▸ WORK ITEM: Across these entries, how many lines contain the word "struct"? Answer with only the number.

Collected data entries:
━━━

//! TOML configuration for capacity, forecasting and the work calendar.
//!
//! Every section and field is optional; missing values fall back to the defaults below.
//!
//! ```toml
//! [capacity]
//! end_of_day = "16:00"
//! today_ceiling_minutes = 420
//! future_day_minutes = 360
//!
//! [forecast]
//! asap = "exclude"
//! weeks = 4    # 1 to 520
//!
//! [calendar]
//! working_days = ["Mon", "Tue", "Wed", "Thu", "Fri"]
//! holidays = ["2025-12-25"]
//! ```

use crate::calendar::{CalendarError, WorkDayCalendar};
use crate::capacity::DailyCapacityPolicy;
use crate::forecast::AsapPolicy;
use chrono::{NaiveDate, NaiveTime, Weekday};
use serde::{Deserialize, Serialize};
use std::fs;
use std::io;
use std::path::{Path, PathBuf};
use thiserror::Error;

#[derive(Debug, Error)]
pub enum ConfigError {
    #[error("failed to read config file {path}: {source}")]
    Read {
        path: PathBuf,
        #[source]
        source: io::Error,
    },
    #[error("failed to parse config: {0}")]
    Parse(#[from] toml::de::Error),
    #[error("invalid end_of_day '{0}' (expected HH:MM)")]
    EndOfDay(String),
    #[error("{field} must be a finite, non-negative number of minutes (got {value})")]
    Capacity { field: &'static str, value: f64 },
    #[error("forecast weeks must be between 1 and {max} (got {value})")]
    Weeks { value: u32, max: u32 },
    #[error(transparent)]
    Calendar(#[from] CalendarError),
}

#[derive(Debug, Clone, Default, PartialEq, Serialize, Deserialize)]
pub struct WorklistConfig {
    #[serde(default)]
    pub capacity: CapacitySettings,
    #[serde(default)]
    pub forecast: ForecastSettings,
    #[serde(default)]
    pub calendar: CalendarSettings,
}

#[derive(Debug, Clone, PartialEq, Serialize, Deserialize)]
#[serde(default)]
pub struct CapacitySettings {
    pub end_of_day: String,
    pub today_ceiling_minutes: f64,
    pub future_day_minutes: f64,
}

#[derive(Debug, Clone, PartialEq, Eq, Serialize, Deserialize)]
#[serde(default)]
pub struct ForecastSettings {
    pub asap: AsapPolicy,
    pub weeks: u32,
}

#[derive(Debug, Clone, PartialEq, Eq, Serialize, Deserialize)]
#[serde(default)]
pub struct CalendarSettings {
    pub working_days: Vec<Weekday>,
    pub holidays: Vec<NaiveDate>,
}

impl Default for CapacitySettings {
    fn default() -> Self {
        Self {
            end_of_day: format!("{:02}:00", DailyCapacityPolicy::DEFAULT_END_OF_DAY_HOUR),
            today_ceiling_minutes: DailyCapacityPolicy::DEFAULT_TODAY_CEILING_MINUTES,
            future_day_minutes: DailyCapacityPolicy::DEFAULT_FUTURE_DAY_MINUTES,
        }
    }
}

impl Default for ForecastSettings {
    fn default() -> Self {
        Self {
            asap: AsapPolicy::default(),
            weeks: 4,
        }
    }
}

impl Default for CalendarSettings {
    fn default() -> Self {
        Self {
            working_days: vec![
                Weekday::Mon,
                Weekday::Tue,
                Weekday::Wed,
                Weekday::Thu,
                Weekday::Fri,
            ],
            holidays: Vec::new(),
        }
    }
}

impl CapacitySettings {
    pub fn policy(&self) -> Result<DailyCapacityPolicy, ConfigError> {
        let end_of_day = NaiveTime::parse_from_str(self.end_of_day.trim(), "%H:%M")
            .map_err(|_| ConfigError::EndOfDay(self.end_of_day.clone()))?;
        let today = check_minutes("today_ceiling_minutes", self.today_ceiling_minutes)?;
        let future = check_minutes("future_day_minutes", self.future_day_minutes)?;
        Ok(DailyCapacityPolicy::new(end_of_day, today, future))
    }
}

fn check_minutes(field: &'static str, value: f64) -> Result<f64, ConfigError> {
    if value.is_finite() && value >= 0.0 {
        Ok(value)
    } else {
        Err(ConfigError::Capacity { field, value })
    }
}

impl ForecastSettings {
    /// Ten years of weekly rows.
    pub const MAX_WEEKS: u32 = 520;

    pub fn weeks(&self) -> Result<u32, ConfigError> {
        if (1..=Self::MAX_WEEKS).contains(&self.weeks) {
            Ok(self.weeks)
        } else {
            Err(ConfigError::Weeks {
                value: self.weeks,
                max: Self::MAX_WEEKS,
            })
        }
    }
}

impl CalendarSettings {
    pub fn calendar(&self) -> Result<WorkDayCalendar, ConfigError> {
        let mut calendar = WorkDayCalendar::default();
        calendar.set_working_days(&self.working_days)?;
        calendar.add_holidays(&self.holidays);
        Ok(calendar)
    }
}

impl WorklistConfig {
    pub fn from_toml_str(input: &str) -> Result<Self, ConfigError> {
        let config: Self = toml::from_str(input)?;
        config.validate()?;
        Ok(config)
    }

    pub fn load(path: impl AsRef<Path>) -> Result<Self, ConfigError> {
        let path = path.as_ref();
        let text = fs::read_to_string(path).map_err(|source| ConfigError::Read {
            path: path.to_path_buf(),
            source,
        })?;
        Self::from_toml_str(&text)
    }

    /// Like [`WorklistConfig::load`], but a missing file yields the defaults.
    pub fn load_or_default(path: impl AsRef<Path>) -> Result<Self, ConfigError> {
        let path = path.as_ref();
        if !path.exists() {
            tracing::debug!(path = %path.display(), "no config file, using defaults");
            return Ok(Self::default());
        }
        Self::load(path)
    }

    pub fn validate(&self) -> Result<(), ConfigError> {
        self.capacity.policy()?;
        self.forecast.weeks()?;
        self.calendar.calendar()?;
        Ok(())
    }
}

━━━

▸ EXERCISE RESULT: 4